Serum calcitonin measurement

Serum calcitonin levels were measured between 2000 and 2002 using the ELSA-CT kit, which had a functional sensitivity of 10 pg/mL. In 2002, this was improved to 2 pg/mL with the ELSA-hCT kit (CIS Bio International), with a normal range of <10 pg/mL.¹⁵ Since 2021, serum calcitonin has been measured using a chemiluminescence assay: the Atellica IM Calcitonin Assay (Siemens Healthineers) with a measuring range of 1.89–2000 pg/mL. Calcitonin doubling time was calculated with the Kuma Hospital calculator (https://www.kuma-h.or.jp/english/about/doubling-time-progression-calculator) only in patients who initiated systemic treatment, provided that at least three measurements were available over a 6- to 12-month period following initial surgery and prior to the systemic treatment initiation.

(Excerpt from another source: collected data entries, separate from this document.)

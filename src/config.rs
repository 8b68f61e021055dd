use std::fs::File;
use std::io::BufReader;
use std::path::Path;

use crate::animation::looping::TerminalPolicy;
use crate::animation::script::{Cue, canonical_script};
use crate::animation::timeline::FlashTiming;
use crate::foundation::color::Color;
use crate::foundation::core::{Canvas, Point};
use crate::foundation::error::{HexlogoError, HexlogoResult};
use crate::layout::geometry::RING_NODES;

/// Every tunable constant of the logo.
///
/// `Default` reproduces the canonical logo exactly; a JSON config only needs to list the fields
/// it overrides.
#[derive(Clone, Debug, PartialEq, serde::Serialize, serde::Deserialize)]
#[serde(default, deny_unknown_fields)]
pub struct LogoConfig {
    /// Output canvas.
    pub canvas: Canvas,
    /// Center of the ring.
    pub center: Point,
    /// Radius of every node circle.
    pub node_radius: f64,
    /// Distance from the center to each ring node.
    pub ring_radius: f64,
    /// Horizontal distance from the center to each fan node.
    pub fan_distance: f64,
    /// Stroke width of every edge.
    pub edge_width: f64,
    /// Node, edge, and highlight colors.
    pub palette: Palette,
    /// Ramp durations of a single flash.
    pub flash: FlashTiming,
    /// Whether the terminal step chains on its own end event.
    pub loop_terminal: TerminalPolicy,
    /// Flash cues in authoring order; the last one ends the loop cycle.
    pub script: Vec<Cue>,
}

impl Default for LogoConfig {
    fn default() -> Self {
        Self {
            canvas: Canvas::default(),
            center: Point::new(105.0, 65.0),
            node_radius: 15.0,
            ring_radius: 50.0,
            fan_distance: 90.0,
            edge_width: 2.5,
            palette: Palette::default(),
            flash: FlashTiming::default(),
            loop_terminal: TerminalPolicy::default(),
            script: canonical_script(),
        }
    }
}

/// Colors used by the logo.
#[derive(Clone, Debug, PartialEq, serde::Serialize, serde::Deserialize)]
#[serde(default, deny_unknown_fields)]
pub struct Palette {
    /// Per-node fill, indexed by ring position.
    pub ring: Vec<Color>,
    /// Edge stroke and fan node fill.
    pub neutral: Color,
    /// Transient flash color.
    pub highlight: Color,
}

impl Default for Palette {
    fn default() -> Self {
        let cycle = [Color::BLUE, Color::RED, Color::YELLOW];
        Self {
            ring: cycle.iter().cycle().take(RING_NODES).copied().collect(),
            neutral: Color::GRAY,
            highlight: Color::GREEN,
        }
    }
}

impl LogoConfig {
    /// Parse a config from a JSON reader. Missing fields take their defaults.
    pub fn from_reader<R: std::io::Read>(r: R) -> HexlogoResult<Self> {
        serde_json::from_reader(r)
            .map_err(|e| HexlogoError::validation(format!("parse logo config JSON: {e}")))
    }

    /// Parse a config from a JSON file on disk.
    pub fn from_path(path: impl AsRef<Path>) -> HexlogoResult<Self> {
        let path = path.as_ref();
        let f = File::open(path).map_err(|e| {
            HexlogoError::validation(format!("open logo config '{}': {e}", path.display()))
        })?;
        Self::from_reader(BufReader::new(f))
    }

    /// Reject configs that would produce degenerate or non-finite geometry.
    pub fn validate(&self) -> HexlogoResult<()> {
        fn positive(name: &str, v: f64) -> HexlogoResult<()> {
            if !v.is_finite() || v <= 0.0 {
                return Err(HexlogoError::validation(format!(
                    "{name} must be finite and > 0 (got {v})"
                )));
            }
            Ok(())
        }

        if self.canvas.width == 0 || self.canvas.height == 0 {
            return Err(HexlogoError::validation("canvas width/height must be > 0"));
        }
        if !self.center.x.is_finite() || !self.center.y.is_finite() {
            return Err(HexlogoError::validation("center must be finite"));
        }
        positive("node_radius", self.node_radius)?;
        positive("ring_radius", self.ring_radius)?;
        positive("fan_distance", self.fan_distance)?;
        positive("edge_width", self.edge_width)?;
        positive("flash.ramp_in_secs", self.flash.ramp_in_secs)?;
        positive("flash.ramp_out_secs", self.flash.ramp_out_secs)?;

        if self.palette.ring.len() != RING_NODES {
            return Err(HexlogoError::validation(format!(
                "palette.ring must have exactly {RING_NODES} colors (got {})",
                self.palette.ring.len()
            )));
        }

        if self.script.is_empty() {
            return Err(HexlogoError::validation("script must contain at least one cue"));
        }
        if let Some(cue) = self
            .script
            .iter()
            .find(|c| !c.start.is_finite() || c.start < 0.0)
        {
            return Err(HexlogoError::validation(format!(
                "cue start must be finite and >= 0 (got {} for {:?})",
                cue.start, cue.target
            )));
        }
        Ok(())
    }
}

#[cfg(test)]
#[path = "../tests/unit/config.rs"]
mod tests;
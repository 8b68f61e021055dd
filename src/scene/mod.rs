pub(crate) mod builder;
pub(crate) mod model;
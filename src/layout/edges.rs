use crate::layout::geometry::{FanSide, RING_NODES};

/// Structural identity of an edge, independent of its position in the draw order.
#[derive(
    Clone, Copy, Debug, PartialEq, Eq, PartialOrd, Ord, Hash, serde::Serialize, serde::Deserialize,
)]
#[serde(rename_all = "snake_case")]
pub enum EdgeKey {
    /// Fan node on `side` to its anchor ring node.
    Fan(FanSide),
    /// Ring node `i` to ring node `j`, always `i < j`.
    Ring(usize, usize),
}

impl EdgeKey {
    /// Ring edge key with endpoints normalized to `i < j`.
    pub fn ring(a: usize, b: usize) -> Self {
        Self::Ring(a.min(b), a.max(b))
    }

    /// Element id used in the SVG output.
    pub fn element_id(self) -> String {
        match self {
            Self::Fan(side) => format!("edge-fan-{}", side.as_str()),
            Self::Ring(i, j) => format!("edge-{i}-{j}"),
        }
    }
}

/// Rule that rejected a ring pair.
#[derive(Clone, Copy, Debug, PartialEq, Eq)]
pub enum SkipRule {
    /// `i == j`.
    SameNode,
    /// `i mod 3 == j mod 3`.
    SameClass,
    /// `{i mod 3, j mod 3} == {1, 2}`.
    CrossClass,
    /// The `(0, 3)` long diagonal.
    HorizontalDiagonal,
}

/// Outcome of classifying one ring pair.
#[derive(Clone, Copy, Debug, PartialEq, Eq)]
pub enum PairDecision {
    /// Draw the edge.
    Include,
    /// Leave the pair unconnected.
    Skip(SkipRule),
}

/// Classify ring pair `(i, j)`. Rules are checked in order and the first match wins.
pub fn classify_pair(i: usize, j: usize) -> PairDecision {
    let (ci, cj) = (i % 3, j % 3);
    if i == j {
        return PairDecision::Skip(SkipRule::SameNode);
    }
    if ci == cj {
        return PairDecision::Skip(SkipRule::SameClass);
    }
    if matches!((ci, cj), (1, 2) | (2, 1)) {
        return PairDecision::Skip(SkipRule::CrossClass);
    }
    if (i.min(j), i.max(j)) == (0, 3) {
        return PairDecision::Skip(SkipRule::HorizontalDiagonal);
    }
    PairDecision::Include
}

/// Ring edges to draw, in ascending `(i, j)` order.
pub fn select_ring_pairs() -> Vec<EdgeKey> {
    let mut out = Vec::new();
    for i in 0..RING_NODES {
        for j in (i + 1)..RING_NODES {
            match classify_pair(i, j) {
                PairDecision::Include => out.push(EdgeKey::Ring(i, j)),
                PairDecision::Skip(rule) => {
                    tracing::trace!(i, j, ?rule, "ring pair skipped");
                }
            }
        }
    }
    out
}

/// Every edge of the logo in draw order: fan edges first, then ring pairs.
pub fn edge_plan() -> Vec<EdgeKey> {
    FanSide::ALL
        .into_iter()
        .map(EdgeKey::Fan)
        .chain(select_ring_pairs())
        .collect()
}

#[cfg(test)]
#[path = "../../tests/unit/layout/edges.rs"]
mod tests;
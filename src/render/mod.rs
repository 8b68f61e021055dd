pub(crate) mod document;
pub(crate) mod raster;
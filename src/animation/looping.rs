use crate::animation::timeline::{Begin, StepId, Timeline};
use crate::foundation::error::{HexlogoError, HexlogoResult};

/// Whether the terminal step is chained on its own end event.
///
/// With `Exclude`, the terminal step keeps a single absolute begin and only plays during the
/// first run; every later cycle stops after one repeat because its end event never fires again.
#[derive(Clone, Copy, Debug, Default, PartialEq, Eq, serde::Serialize, serde::Deserialize)]
#[serde(rename_all = "snake_case")]
pub enum TerminalPolicy {
    /// Rewrite the terminal step too, so it restarts itself.
    #[default]
    Include,
    /// Leave the terminal step at its absolute offset.
    Exclude,
}

/// Rewrites absolute begin offsets into `offset; terminal.end+offset` lists so the whole
/// timeline restarts once the terminal step completes.
#[derive(Clone, Copy, Debug, PartialEq, Eq)]
pub struct LoopBinding {
    /// Step whose end restarts the sequence.
    pub terminal: StepId,
    /// Treatment of the terminal step itself.
    pub policy: TerminalPolicy,
}

impl LoopBinding {
    /// Binding anchored on `terminal`.
    pub fn new(terminal: StepId, policy: TerminalPolicy) -> Self {
        Self { terminal, policy }
    }

    /// Apply the binding in place and return how many steps were rewritten.
    ///
    /// Already chained steps keep their original offset, so applying twice is a no-op.
    #[tracing::instrument(skip(timeline), fields(steps = timeline.len()))]
    pub fn apply(&self, timeline: &mut Timeline) -> HexlogoResult<usize> {
        if timeline.get(self.terminal).is_none() {
            return Err(HexlogoError::animation(format!(
                "terminal step {} is not part of the timeline",
                self.terminal
            )));
        }

        let mut rewritten = 0;
        for step in timeline.steps_mut() {
            if step.id == self.terminal && self.policy == TerminalPolicy::Exclude {
                continue;
            }
            step.begin = Begin::Chained {
                offset: step.begin.offset(),
                anchor: self.terminal,
            };
            rewritten += 1;
        }
        tracing::debug!(rewritten, "loop bound");
        Ok(rewritten)
    }

    /// Length of one loop cycle: the terminal step's end time.
    pub fn period_secs(&self, timeline: &Timeline) -> HexlogoResult<f64> {
        timeline
            .get(self.terminal)
            .map(|s| s.end_secs())
            .ok_or_else(|| {
                HexlogoError::animation(format!("terminal step {} is unknown", self.terminal))
            })
    }
}

#[cfg(test)]
#[path = "../../tests/unit/animation/looping.rs"]
mod tests;
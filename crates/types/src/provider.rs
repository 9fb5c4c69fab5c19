//! Provider identifiers, protocol formats, and executor capabilities.

use crate::GatewayError;
use serde::{Deserialize, Serialize};
use std::fmt;

/// Identifies an upstream provider (e.g. `"claude"`, `"openai"`).
///
/// Provider ids appear in credential file paths, so they are restricted to
/// lowercase ASCII letters, digits, `-` and `_`.
#[derive(Debug, Clone, PartialEq, Eq, Hash, PartialOrd, Ord, Serialize, Deserialize)]
#[serde(try_from = "String", into = "String")]
pub struct ProviderId(String);

impl ProviderId {
    /// Parses and validates a provider id.
    ///
    /// # Errors
    ///
    /// Returns [`GatewayError::Validation`] if the id is empty, longer than
    /// 64 characters, or contains characters outside `[a-z0-9_-]`.
    pub fn new(id: impl Into<String>) -> Result<Self, GatewayError> {
        let id = id.into();
        let valid = !id.is_empty()
            && id.len() <= 64
            && id
                .bytes()
                .all(|b| b.is_ascii_lowercase() || b.is_ascii_digit() || b == b'-' || b == b'_');
        if valid {
            Ok(Self(id))
        } else {
            Err(GatewayError::Validation(format!("invalid provider id: {id:?}")))
        }
    }

    /// The built-in Anthropic Claude provider.
    #[must_use]
    pub fn claude() -> Self {
        Self("claude".into())
    }

    #[must_use]
    pub fn as_str(&self) -> &str {
        &self.0
    }
}

impl fmt::Display for ProviderId {
    fn fmt(&self, f: &mut fmt::Formatter<'_>) -> fmt::Result {
        f.write_str(&self.0)
    }
}

impl std::str::FromStr for ProviderId {
    type Err = GatewayError;

    fn from_str(s: &str) -> Result<Self, Self::Err> {
        Self::new(s)
    }
}

impl TryFrom<String> for ProviderId {
    type Error = GatewayError;

    fn try_from(s: String) -> Result<Self, Self::Error> {
        Self::new(s)
    }
}

impl From<ProviderId> for String {
    fn from(id: ProviderId) -> Self {
        id.0
    }
}

/// The wire protocol format of a request or an upstream API.
#[derive(Debug, Clone, Copy, PartialEq, Eq, Hash, Serialize, Deserialize)]
pub enum ProtocolFormat {
    #[serde(rename = "openai")]
    OpenAI,
    #[serde(rename = "anthropic")]
    Anthropic,
}

impl fmt::Display for ProtocolFormat {
    fn fmt(&self, f: &mut fmt::Formatter<'_>) -> fmt::Result {
        match self {
            Self::OpenAI => f.write_str("openai"),
            Self::Anthropic => f.write_str("anthropic"),
        }
    }
}

/// A feature an executor may or may not support.
#[derive(Debug, Clone, Copy, PartialEq, Eq, Hash, Serialize, Deserialize)]
#[serde(rename_all = "snake_case")]
pub enum Capability {
    /// Server-sent-event streaming responses.
    Streaming,
    /// Tool definitions and tool calls.
    Tools,
    /// Accepts requests in `OpenAI` chat-completions format.
    OpenaiInput,
    /// Accepts requests in Anthropic Messages format.
    AnthropicInput,
}

impl Capability {
    /// The input capability matching a request's source format.
    #[must_use]
    pub fn input_for(format: ProtocolFormat) -> Self {
        match format {
            ProtocolFormat::OpenAI => Self::OpenaiInput,
            ProtocolFormat::Anthropic => Self::AnthropicInput,
        }
    }
}

impl fmt::Display for Capability {
    fn fmt(&self, f: &mut fmt::Formatter<'_>) -> fmt::Result {
        let s = match self {
            Self::Streaming => "streaming",
            Self::Tools => "tools",
            Self::OpenaiInput => "openai_input",
            Self::AnthropicInput => "anthropic_input",
        };
        f.write_str(s)
    }
}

Systemic treatment management

The selection criteria for initiating systemic treatment were based on tumor burden, symptom presence, and/or morphologically significant disease progression according to RECIST v1.0¹⁶ before 2009 or v1.1¹⁷ thereafter and were systematically discussed by a dedicated tumor board. Biomarker levels or their doubling times were not considered in treatment decisions, as recommended.¹⁸ Locoregional therapies were applied, whenever clinically appropriate, for slowly progressing, localized metastases before and during systemic therapy, regardless of tumor grade.¹⁹ The choice between first-line cytotoxic chemotherapy and tyrosine kinase inhibitors (TKIs) was guided by available clinical trials^20,21 and/or approval by the French High Authority for Health for vandetanib (February 17, 2012) and cabozantinib (December 3, 2014). The first patient treated with a TKI received therapy in February 2006. Systemic treatments were continued until disease progression according to RECIST, unacceptable toxicity, and/or the patient’s decision to discontinue treatment.

Outcome measures

OS and DSS were calculated from the date of distant metastases diagnosis to the date of death. For patients alive at the time of last follow-up, OS and DSS were censored at the date of the last visit. Time to systemic treatment initiation (TTI) was calculated from the date of distant metastases diagnosis to the initiation of first-line systemic therapy. For patients who did not receive any systemic therapy, TTI was censored at the date of the last visit. In addition, for patients who received systemic therapy, OS was also analyzed from the start of systemic treatment to the date of death or last follow-up.

Statistical analysis

Standard descriptive statistics were used to characterize the cohort: mean ± standard deviation and range, or median with interquartile range (IQR: 25th percentile; 75th percentile) and range for numerical variables; absolute frequency with percentages for categorical variables. Between-group comparisons were performed using the t-test for independent samples, the Mann–Whitney U test, and the chi-square test (or the Fisher exact test, as appropriate).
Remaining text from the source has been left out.